I am interested in the following "improvement" of the Valiant-Vazirani reduction. As pointed out here, under the right derandomization assumptions one can obtain a deterministic polynomial-time algorithm $R$ such that $R(\varphi) = (\psi_1, \dots, \psi_k)$ with $k$ polynomial in the size of $\varphi$, such that
- if $\varphi$ is satisfiable, then at least one of the $\psi_i$ has exactly one satisfying assignment;
- if $\varphi$ is unsatisfiable, then every $\psi_i$ is unsatisfiable.
Looking at the existing proofs of the Valiant-Vazirani lemma (Arora-Barak, and some lecture notes online), they all use the pairwise independent hashing over either $GF(2)^n$ or $GF(2^n)$. My problem is that, as far as I can tell, in both of these setups when $\varphi$ is satisfiable, some of the formulas in $\psi_i$ might have multiple satisfying assignments -- it's just that one particular $\psi_i$ is guaranteed to have exactly one. I want to avoid this.

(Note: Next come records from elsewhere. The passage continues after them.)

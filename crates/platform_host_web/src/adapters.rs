//! Concrete browser adapter factories for runtime wiring.

use std::rc::Rc;

use platform_host::AgentHostServices;

use crate::{
    WebAssetCache, WebClientRegistry, WebDelayTimer, WebNetworkFetcher, WebSlotStore,
    WebWorkerControl,
};

/// Builds the host service bundle for an agent running in a service-worker scope.
pub fn agent_host_services() -> AgentHostServices {
    AgentHostServices {
        cache: Rc::new(WebAssetCache),
        network: Rc::new(WebNetworkFetcher),
        clients: Rc::new(WebClientRegistry),
        control: Rc::new(WebWorkerControl),
        timer: Rc::new(WebDelayTimer),
    }
}

/// Builds the durable slot store used by foreground pages.
pub fn slot_store() -> WebSlotStore {
    WebSlotStore
}

#[cfg(all(test, not(target_arch = "wasm32")))]
mod tests {
    use futures::executor::block_on;
    use platform_host::{take_slot_with, FetchRequest, SHARED_URL_SLOT};
    use pretty_assertions::assert_eq;

    use super::*;

    #[test]
    fn native_fallbacks_are_inert() {
        let services = agent_host_services();
        assert!(block_on(services.network.fetch(&FetchRequest::get("/"))).is_err());
        assert_eq!(block_on(services.clients.window_clients(true)), Ok(Vec::new()));
        assert_eq!(block_on(services.clients.open_window("/")), Ok(None));
        assert_eq!(block_on(services.control.claim_clients()), Ok(()));
        block_on(services.timer.sleep(1_000));

        assert_eq!(block_on(take_slot_with(&slot_store(), SHARED_URL_SLOT)), Ok(None));
    }
}
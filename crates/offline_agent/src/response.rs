use std::fmt;

use futures::future::LocalBoxFuture;
use platform_host::FetchResponse;

/// Work that must finish after the response is handed back, such as a cache write or a
/// delayed share delivery. The host keeps the agent alive until it completes.
pub type DeferredWork = LocalBoxFuture<'static, ()>;

/// Response produced for an intercepted request plus any follow-up work.
pub struct InterceptedResponse {
    /// Response handed to the requesting page.
    pub response: FetchResponse,
    /// Follow-up work to extend the agent's lifetime with.
    pub deferred: Option<DeferredWork>,
}

impl InterceptedResponse {
    /// Wraps a response that needs no follow-up work.
    pub fn immediate(response: FetchResponse) -> Self {
        Self {
            response,
            deferred: None,
        }
    }

    /// Wraps a response whose follow-up work must outlive the request.
    pub fn with_deferred(response: FetchResponse, deferred: DeferredWork) -> Self {
        Self {
            response,
            deferred: Some(deferred),
        }
    }

    /// Splits into the response and its follow-up work.
    pub fn into_parts(self) -> (FetchResponse, Option<DeferredWork>) {
        (self.response, self.deferred)
    }
}

impl fmt::Debug for InterceptedResponse {
    fn fmt(&self, f: &mut fmt::Formatter<'_>) -> fmt::Result {
        f.debug_struct("InterceptedResponse")
            .field("response", &self.response)
            .field("deferred", &self.deferred.is_some())
            .finish()
    }
}
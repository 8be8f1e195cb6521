//! Page-side browser bindings: agent registration, agent messaging, and location helpers.
//!
//! Everything here runs in a window context. Outside `wasm32` the functions degrade to
//! inert fallbacks so callers compile and test natively.

use std::rc::Rc;

use serde_json::Value;

/// Location parts of the current page.
#[derive(Debug, Clone, PartialEq, Eq, Default)]
pub struct PageLocation {
    /// Host name without port.
    pub hostname: String,
    /// Path component.
    pub pathname: String,
    /// Query string including the leading `?`, or empty.
    pub search: String,
}

/// Reads the current page location.
pub fn page_location() -> Option<PageLocation> {
    #[cfg(target_arch = "wasm32")]
    {
        let location = web_sys::window()?.location();
        Some(PageLocation {
            hostname: location.hostname().ok()?,
            pathname: location.pathname().ok()?,
            search: location.search().ok()?,
        })
    }

    #[cfg(not(target_arch = "wasm32"))]
    {
        None
    }
}

/// Returns whether the page is embedded in another browsing context.
pub fn is_framed() -> bool {
    #[cfg(target_arch = "wasm32")]
    {
        let Some(window) = web_sys::window() else {
            return false;
        };
        match window.top() {
            Ok(Some(top)) => !js_sys::Object::is(top.as_ref(), window.as_ref()),
            // An inaccessible top is a cross-origin parent.
            Ok(None) | Err(_) => true,
        }
    }

    #[cfg(not(target_arch = "wasm32"))]
    {
        false
    }
}

/// Replaces the current history entry's URL without reloading.
///
/// # Errors
///
/// Returns an error when the history API is unavailable or rejects the URL.
pub fn replace_page_url(url: &str) -> Result<(), String> {
    #[cfg(target_arch = "wasm32")]
    {
        let history = web_sys::window()
            .ok_or_else(|| "window unavailable".to_string())?
            .history()
            .map_err(|err| crate::interop::js_error("history unavailable", err))?;
        history
            .replace_state_with_url(&wasm_bindgen::JsValue::NULL, "", Some(url))
            .map_err(|err| crate::interop::js_error("history.replaceState failed", err))
    }

    #[cfg(not(target_arch = "wasm32"))]
    {
        let _ = url;
        Ok(())
    }
}

/// Returns whether the browser exposes `navigator.serviceWorker`.
pub fn agent_supported() -> bool {
    #[cfg(target_arch = "wasm32")]
    {
        web_sys::window()
            .map(|window| {
                js_sys::Reflect::has(window.navigator().as_ref(), &"serviceWorker".into())
                    .unwrap_or(false)
            })
            .unwrap_or(false)
    }

    #[cfg(not(target_arch = "wasm32"))]
    {
        false
    }
}

const LOCAL_HOSTNAMES: [&str; 2] = ["localhost", "127.0.0.1"];

/// Returns whether a page on `hostname` should run the agent.
///
/// Local development hosts and framed pages never do, so stale caches cannot shadow a dev
/// server or leak into an embedding page.
pub fn should_register(hostname: &str, framed: bool) -> bool {
    !framed && !LOCAL_HOSTNAMES.contains(&hostname)
}

/// Returns whether this page supports the agent and is allowed to run it.
pub fn page_allows_agent() -> bool {
    if !agent_supported() {
        return false;
    }
    let hostname = page_location()
        .map(|location| location.hostname)
        .unwrap_or_default();
    should_register(&hostname, is_framed())
}

#[cfg(target_arch = "wasm32")]
fn agent_container() -> Result<web_sys::ServiceWorkerContainer, String> {
    if !agent_supported() {
        return Err("service workers are unsupported".to_string());
    }
    web_sys::window()
        .map(|window| window.navigator().service_worker())
        .ok_or_else(|| "window unavailable".to_string())
}

#[cfg(target_arch = "wasm32")]
async fn ready_registration() -> Result<web_sys::ServiceWorkerRegistration, String> {
    use wasm_bindgen::JsCast;

    let ready = agent_container()?
        .ready()
        .map_err(|err| crate::interop::js_error("serviceWorker.ready unavailable", err))?;
    crate::interop::await_promise(ready, "serviceWorker.ready failed")
        .await?
        .dyn_into::<web_sys::ServiceWorkerRegistration>()
        .map_err(|_| "serviceWorker.ready resolved to a non-registration".to_string())
}

/// Registers the agent script and reports each newly installed version.
///
/// `on_installed` receives whether the page was already controlled when the new version
/// finished installing: `true` means an update is waiting, `false` means first-time caching.
///
/// # Errors
///
/// Returns an error when registration is unsupported or rejected.
pub async fn register_agent(
    script_url: &str,
    on_installed: Rc<dyn Fn(bool)>,
) -> Result<(), String> {
    #[cfg(target_arch = "wasm32")]
    {
        use wasm_bindgen::{closure::Closure, JsCast};

        let container = agent_container()?;
        let registration = crate::interop::await_promise(
            container.register(script_url),
            "service worker registration failed",
        )
        .await?
        .dyn_into::<web_sys::ServiceWorkerRegistration>()
        .map_err(|_| "registration resolved to a non-registration".to_string())?;

        let watched = registration.clone();
        let on_update = Closure::<dyn FnMut(web_sys::Event)>::wrap(Box::new(move |_| {
            let Some(installing) = watched.installing() else {
                return;
            };
            let worker = installing.clone();
            let container = container.clone();
            let callback = Rc::clone(&on_installed);
            let on_state = Closure::<dyn FnMut(web_sys::Event)>::wrap(Box::new(move |_| {
                if worker.state() == web_sys::ServiceWorkerState::Installed {
                    callback(container.controller().is_some());
                }
            }));
            installing.set_onstatechange(Some(on_state.as_ref().unchecked_ref()));
            on_state.forget();
        }));
        registration.set_onupdatefound(Some(on_update.as_ref().unchecked_ref()));
        on_update.forget();
        Ok(())
    }

    #[cfg(not(target_arch = "wasm32"))]
    {
        let _ = (script_url, on_installed);
        Err("service workers are only available when compiled for wasm32".to_string())
    }
}

/// Unregisters the agent registered for this page's scope, if any.
///
/// # Errors
///
/// Returns an error when the registration cannot be reached or refuses to unregister.
pub async fn unregister_agent() -> Result<(), String> {
    #[cfg(target_arch = "wasm32")]
    {
        use wasm_bindgen::JsCast;

        let found = crate::interop::await_promise(
            agent_container()?.get_registration(),
            "looking up registration failed",
        )
        .await?;
        let Ok(registration) = found.dyn_into::<web_sys::ServiceWorkerRegistration>() else {
            return Ok(());
        };
        let promise = registration
            .unregister()
            .map_err(|err| crate::interop::js_error("unregister failed", err))?;
        crate::interop::await_promise(promise, "unregister failed")
            .await
            .map(|_| ())
    }

    #[cfg(not(target_arch = "wasm32"))]
    {
        Ok(())
    }
}

/// Posts `message` to the active agent once one is ready.
///
/// # Errors
///
/// Returns an error when no agent becomes active or the message cannot be encoded.
pub async fn post_to_agent(message: &Value) -> Result<(), String> {
    #[cfg(target_arch = "wasm32")]
    {
        use serde::Serialize;

        let active = ready_registration()
            .await?
            .active()
            .ok_or_else(|| "no active service worker".to_string())?;
        let payload = message
            .serialize(&serde_wasm_bindgen::Serializer::json_compatible())
            .map_err(|err| format!("encoding message failed: {err}"))?;
        active
            .post_message(&payload)
            .map_err(|err| crate::interop::js_error("postMessage failed", err))
    }

    #[cfg(not(target_arch = "wasm32"))]
    {
        let _ = message;
        Err("service workers are only available when compiled for wasm32".to_string())
    }
}

/// Calls `handler` with every message the agent posts to this page.
///
/// The listener lives for the rest of the page's lifetime.
///
/// # Errors
///
/// Returns an error when service workers are unsupported or the listener cannot be attached.
pub fn listen_for_agent_messages(handler: impl FnMut(Value) + 'static) -> Result<(), String> {
    #[cfg(target_arch = "wasm32")]
    {
        use wasm_bindgen::{closure::Closure, JsCast};

        let mut handler = handler;
        let on_message = Closure::<dyn FnMut(web_sys::MessageEvent)>::wrap(Box::new(
            move |event: web_sys::MessageEvent| {
                if let Ok(value) = serde_wasm_bindgen::from_value::<Value>(event.data()) {
                    handler(value);
                }
            },
        ));
        agent_container()?
            .add_event_listener_with_callback("message", on_message.as_ref().unchecked_ref())
            .map_err(|err| crate::interop::js_error("attaching message listener failed", err))?;
        on_message.forget();
        Ok(())
    }

    #[cfg(not(target_arch = "wasm32"))]
    {
        let _ = handler;
        Err("service workers are only available when compiled for wasm32".to_string())
    }
}
//! Browser (`wasm32`) implementations of [`platform_host`] service contracts.
//!
//! Agent-side adapters cover Cache Storage, `fetch`, window clients, worker lifecycle hooks,
//! and timers. Page-side bindings in [`foreground`] cover agent registration and messaging,
//! `localStorage` slots, and location helpers. Non-`wasm32` builds compile inert fallbacks.

#![warn(missing_docs, rustdoc::broken_intra_doc_links)]

pub mod adapters;
pub mod cache_storage;
pub mod clients;
pub mod foreground;
#[cfg(target_arch = "wasm32")]
mod interop;
pub mod network;
pub mod storage;
pub mod timer;
pub mod worker_control;

pub use adapters::{agent_host_services, slot_store};
pub use cache_storage::WebAssetCache;
pub use clients::WebClientRegistry;
pub use foreground::{
    agent_supported, is_framed, listen_for_agent_messages, page_allows_agent, page_location,
    post_to_agent, register_agent, replace_page_url, should_register, unregister_agent,
    PageLocation,
};
#[cfg(target_arch = "wasm32")]
pub use interop::{request_from_web, response_to_web};
pub use network::WebNetworkFetcher;
pub use storage::local_slots::WebSlotStore;
pub use timer::WebDelayTimer;
pub use worker_control::WebWorkerControl;
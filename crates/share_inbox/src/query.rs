//! Share payloads carried in the page URL.

use share_contract::{
    extract_share_payload, parse_request_url, SharePayload, SHARE_SUCCESS_PARAM,
    SHARE_TARGET_MARKER, TEXT_PARAM, TITLE_PARAM, URL_PARAM,
};

const SHARE_QUERY_KEYS: [&str; 5] = [
    TITLE_PARAM,
    TEXT_PARAM,
    URL_PARAM,
    SHARE_TARGET_MARKER,
    SHARE_SUCCESS_PARAM,
];

fn is_share_key(key: &str) -> bool {
    SHARE_QUERY_KEYS.iter().any(|candidate| *candidate == key)
}

fn page_url(pathname: &str, search: &str) -> Option<url::Url> {
    let search = search.trim_start_matches('?');
    if search.is_empty() {
        parse_request_url(pathname)
    } else {
        parse_request_url(&format!("{pathname}?{search}"))
    }
}

/// Reads a share from a page query string. Blank payloads yield `None`.
pub fn share_from_search(search: &str) -> Option<SharePayload> {
    let payload = extract_share_payload(&page_url("/", search)?);
    (!payload.is_blank()).then_some(payload)
}

/// Returns the page URL with share-related parameters removed, or `None` when there is
/// nothing to remove.
pub fn strip_share_params(pathname: &str, search: &str) -> Option<String> {
    let url = page_url(pathname, search)?;
    if !url.query_pairs().any(|(key, _)| is_share_key(&key)) {
        return None;
    }

    let kept: Vec<(String, String)> = url
        .query_pairs()
        .filter(|(key, _)| !is_share_key(key))
        .map(|(key, value)| (key.into_owned(), value.into_owned()))
        .collect();
    let mut cleaned = url.path().to_string();
    if !kept.is_empty() {
        let query = url::form_urlencoded::Serializer::new(String::new())
            .extend_pairs(kept)
            .finish();
        cleaned.push('?');
        cleaned.push_str(&query);
    }
    Some(cleaned)
}

#[cfg(test)]
mod tests {
    use pretty_assertions::assert_eq;

    use super::*;

    #[test]
    fn reads_share_from_search() {
        assert_eq!(
            share_from_search("?title=Foo&url=https%3A%2F%2Fexample.com%2Fitem"),
            Some(SharePayload::new("Foo", "", "https://example.com/item"))
        );
        assert_eq!(
            share_from_search("text=just%20some%20words"),
            Some(SharePayload::new("", "just some words", ""))
        );
    }

    #[test]
    fn marker_only_and_empty_search_yield_nothing() {
        assert_eq!(share_from_search(""), None);
        assert_eq!(share_from_search("?share-target=true"), None);
        assert_eq!(share_from_search("?share-success=true"), None);
    }

    #[test]
    fn strips_only_share_params() {
        assert_eq!(
            strip_share_params("/", "?share-success=true"),
            Some("/".to_string())
        );
        assert_eq!(
            strip_share_params("/app", "?lang=en&text=hi&share-target=true"),
            Some("/app?lang=en".to_string())
        );
        assert_eq!(strip_share_params("/app", "?lang=en"), None);
        assert_eq!(strip_share_params("/", ""), None);
    }
}
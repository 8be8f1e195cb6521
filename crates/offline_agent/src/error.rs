use thiserror::Error;

use crate::lifecycle::LifecycleError;

/// Failures surfaced by [`crate::OfflineAgent`] operations.
#[derive(Debug, Error, Clone, PartialEq, Eq)]
pub enum AgentError {
    /// A lifecycle event arrived out of order.
    #[error(transparent)]
    Lifecycle(#[from] LifecycleError),
    /// The cache generation could not be opened or written.
    #[error("cache generation `{generation}` unavailable: {reason}")]
    CacheUnavailable {
        /// Generation id.
        generation: String,
        /// Host error message.
        reason: String,
    },
    /// A manifest asset could not be precached, so the install was abandoned.
    #[error("precache of `{asset}` failed: {reason}")]
    Precache {
        /// Manifest path.
        asset: String,
        /// Network error or unexpected status.
        reason: String,
    },
    /// A cache miss could not be satisfied by the network.
    #[error("network fetch of `{url}` failed: {reason}")]
    Network {
        /// Request URL.
        url: String,
        /// Host error message.
        reason: String,
    },
}
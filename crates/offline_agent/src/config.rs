//! Agent configuration: cache generation, precache manifest, and share routing targets.

use serde::{Deserialize, Serialize};
use thiserror::Error;

/// Generation id shipped with the default configuration. Bump on every deployment that
/// changes cached asset content.
pub const DEFAULT_GENERATION_ID: &str = "linkshare-shell-v2";

/// Application-shell assets cached at install time.
pub const DEFAULT_PRECACHE_MANIFEST: [&str; 8] = [
    "/",
    "/index.html",
    "/manifest.json",
    "/favicon.ico",
    "/favicon.svg",
    "/icons/apple-touch-icon.png",
    "/icons/icon-192x192.png",
    "/icons/icon-512x512.png",
];

/// Redirect answered to every share-target request.
pub const DEFAULT_SHARE_SUCCESS_URL: &str = "/?share-success=true";

/// Entry URL of windows opened to receive a share.
pub const DEFAULT_SHARE_ENTRY_URL: &str = "/?share-target=true";

/// Delay used by [`DeliveryMode::FixedDelay`] in the default configuration.
pub const DEFAULT_DELIVERY_DELAY_MS: u32 = 1_000;

/// Longest wait for a ready signal before delivering anyway.
pub const DEFAULT_READY_TIMEOUT_MS: u32 = 10_000;

/// How a share reaches a window the agent just opened.
#[derive(Debug, Clone, Copy, PartialEq, Eq, Serialize, Deserialize)]
#[serde(tag = "mode", rename_all = "kebab-case")]
pub enum DeliveryMode {
    /// Wait for the window's `SHARE_READY` message, then deliver. When the timeout elapses
    /// first, deliver once anyway.
    ReadyHandshake {
        /// Upper bound on the wait, in milliseconds.
        timeout_ms: u32,
    },
    /// Deliver after a fixed delay, with no readiness check.
    FixedDelay {
        /// Delay in milliseconds.
        delay_ms: u32,
    },
}

impl Default for DeliveryMode {
    fn default() -> Self {
        Self::ReadyHandshake {
            timeout_ms: DEFAULT_READY_TIMEOUT_MS,
        }
    }
}

/// Configuration errors detected while loading [`AgentConfig`].
#[derive(Debug, Error)]
pub enum ConfigError {
    /// The TOML document could not be parsed.
    #[error("agent config parse failed: {0}")]
    Parse(#[from] toml::de::Error),
    /// The generation id is empty.
    #[error("generation_id must not be empty")]
    EmptyGenerationId,
    /// The precache manifest is empty.
    #[error("precache_manifest must list at least one asset")]
    EmptyManifest,
    /// A path or URL is not root-relative.
    #[error("`{field}` must be a root-relative path, got `{value}`")]
    NotRootRelative {
        /// Offending field name.
        field: &'static str,
        /// Offending value.
        value: String,
    },
}

/// Runtime configuration injected into the agent at construction.
#[derive(Debug, Clone, PartialEq, Eq, Serialize, Deserialize)]
#[serde(default)]
pub struct AgentConfig {
    /// Name of the cache generation owned by this agent build.
    pub generation_id: String,
    /// Assets fetched and cached at install time; all must succeed.
    pub precache_manifest: Vec<String>,
    /// Redirect answered to share-target requests.
    pub share_success_url: String,
    /// URL of windows opened to receive a share.
    pub share_entry_url: String,
    /// Delivery strategy for freshly opened windows.
    pub delivery: DeliveryMode,
}

impl Default for AgentConfig {
    fn default() -> Self {
        Self {
            generation_id: DEFAULT_GENERATION_ID.to_string(),
            precache_manifest: DEFAULT_PRECACHE_MANIFEST
                .iter()
                .map(|path| path.to_string())
                .collect(),
            share_success_url: DEFAULT_SHARE_SUCCESS_URL.to_string(),
            share_entry_url: DEFAULT_SHARE_ENTRY_URL.to_string(),
            delivery: DeliveryMode::default(),
        }
    }
}

impl AgentConfig {
    /// Parses and validates a TOML document. Missing keys keep their defaults.
    ///
    /// # Errors
    ///
    /// Returns [`ConfigError`] when parsing or validation fails.
    pub fn from_toml_str(raw: &str) -> Result<Self, ConfigError> {
        let config: Self = toml::from_str(raw)?;
        config.validate()?;
        Ok(config)
    }

    /// Returns a copy using `generation_id`.
    pub fn with_generation_id(mut self, generation_id: impl Into<String>) -> Self {
        self.generation_id = generation_id.into();
        self
    }

    /// Returns a copy using `delivery`.
    pub fn with_delivery(mut self, delivery: DeliveryMode) -> Self {
        self.delivery = delivery;
        self
    }

    /// Checks the invariants the agent relies on.
    ///
    /// # Errors
    ///
    /// Returns the first violated invariant.
    pub fn validate(&self) -> Result<(), ConfigError> {
        if self.generation_id.trim().is_empty() {
            return Err(ConfigError::EmptyGenerationId);
        }
        if self.precache_manifest.is_empty() {
            return Err(ConfigError::EmptyManifest);
        }
        for path in &self.precache_manifest {
            require_root_relative("precache_manifest", path)?;
        }
        require_root_relative("share_success_url", &self.share_success_url)?;
        require_root_relative("share_entry_url", &self.share_entry_url)
    }
}

fn require_root_relative(field: &'static str, value: &str) -> Result<(), ConfigError> {
    if value.starts_with('/') && !value.starts_with("//") {
        Ok(())
    } else {
        Err(ConfigError::NotRootRelative {
            field,
            value: value.to_string(),
        })
    }
}
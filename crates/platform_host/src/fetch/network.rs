//! Network fetch service contracts and a scripted in-memory adapter.

use std::{cell::RefCell, collections::HashMap, future::Future, pin::Pin, rc::Rc};

use super::types::{FetchRequest, FetchResponse};

/// Object-safe boxed future used by [`NetworkFetcher`].
pub type NetworkFuture<'a, T> = Pin<Box<dyn Future<Output = T> + 'a>>;

/// Host service performing real network requests on behalf of the agent.
pub trait NetworkFetcher {
    /// Fetches `request` from the network.
    ///
    /// Transport failures are reported as `Err`; HTTP error statuses are successful fetches.
    fn fetch<'a>(
        &'a self,
        request: &'a FetchRequest,
    ) -> NetworkFuture<'a, Result<FetchResponse, String>>;
}

#[derive(Debug, Default)]
struct MemoryNetworkState {
    routes: HashMap<String, FetchResponse>,
    offline: bool,
    requests: Vec<FetchRequest>,
}

#[derive(Debug, Clone, Default)]
/// Scripted network adapter: URLs resolve to preregistered responses, unknown URLs fail.
pub struct MemoryNetwork {
    inner: Rc<RefCell<MemoryNetworkState>>,
}

impl MemoryNetwork {
    /// Registers the response served for `url`.
    pub fn route(&self, url: impl Into<String>, response: FetchResponse) {
        self.inner.borrow_mut().routes.insert(url.into(), response);
    }

    /// Simulates losing (or regaining) connectivity.
    pub fn set_offline(&self, offline: bool) {
        self.inner.borrow_mut().offline = offline;
    }

    /// Returns every request observed so far, in order.
    pub fn requests(&self) -> Vec<FetchRequest> {
        self.inner.borrow().requests.clone()
    }

    /// Returns the number of requests observed so far.
    pub fn request_count(&self) -> usize {
        self.inner.borrow().requests.len()
    }
}

impl NetworkFetcher for MemoryNetwork {
    fn fetch<'a>(
        &'a self,
        request: &'a FetchRequest,
    ) -> NetworkFuture<'a, Result<FetchResponse, String>> {
        Box::pin(async move {
            let mut state = self.inner.borrow_mut();
            state.requests.push(request.clone());
            if state.offline {
                return Err(format!("network unreachable: {}", request.url));
            }
            state
                .routes
                .get(&request.url)
                .cloned()
                .ok_or_else(|| format!("no route for {}", request.url))
        })
    }
}

#[cfg(test)]
mod tests {
    use futures::executor::block_on;

    use super::*;

    #[test]
    fn memory_network_serves_routes_and_records_requests() {
        let network = MemoryNetwork::default();
        network.route("/app.js", FetchResponse::new(200, b"js".to_vec()));
        let fetcher: &dyn NetworkFetcher = &network;

        let response = block_on(fetcher.fetch(&FetchRequest::get("/app.js"))).expect("fetch");
        assert_eq!(response.body(), b"js");
        assert!(block_on(fetcher.fetch(&FetchRequest::get("/missing"))).is_err());
        assert_eq!(network.request_count(), 2);
    }

    #[test]
    fn offline_network_fails_every_request() {
        let network = MemoryNetwork::default();
        network.route("/", FetchResponse::new(200, Vec::new()));
        network.set_offline(true);

        let err = block_on(network.fetch(&FetchRequest::get("/"))).expect_err("offline");
        assert!(err.contains("unreachable"));
    }
}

My question: Is it possible to obtain (possibly with a different family of hashing functions) a reduction where
- if $\varphi$ is satisfiable, then all the $\psi_i$ have at most one satisfying assignment, and at least one of the $\psi_i$ is satisfiable;
- if $\varphi$ is unsatisfiable, then every $\psi_i$ is unsatisfiable.
I know that different improvements on Valiant-Vazirani are unlikely, but this variation doesn't seem to be ruled out by those results, or at least I couldn't see that. Is it known whether this reduction is possible?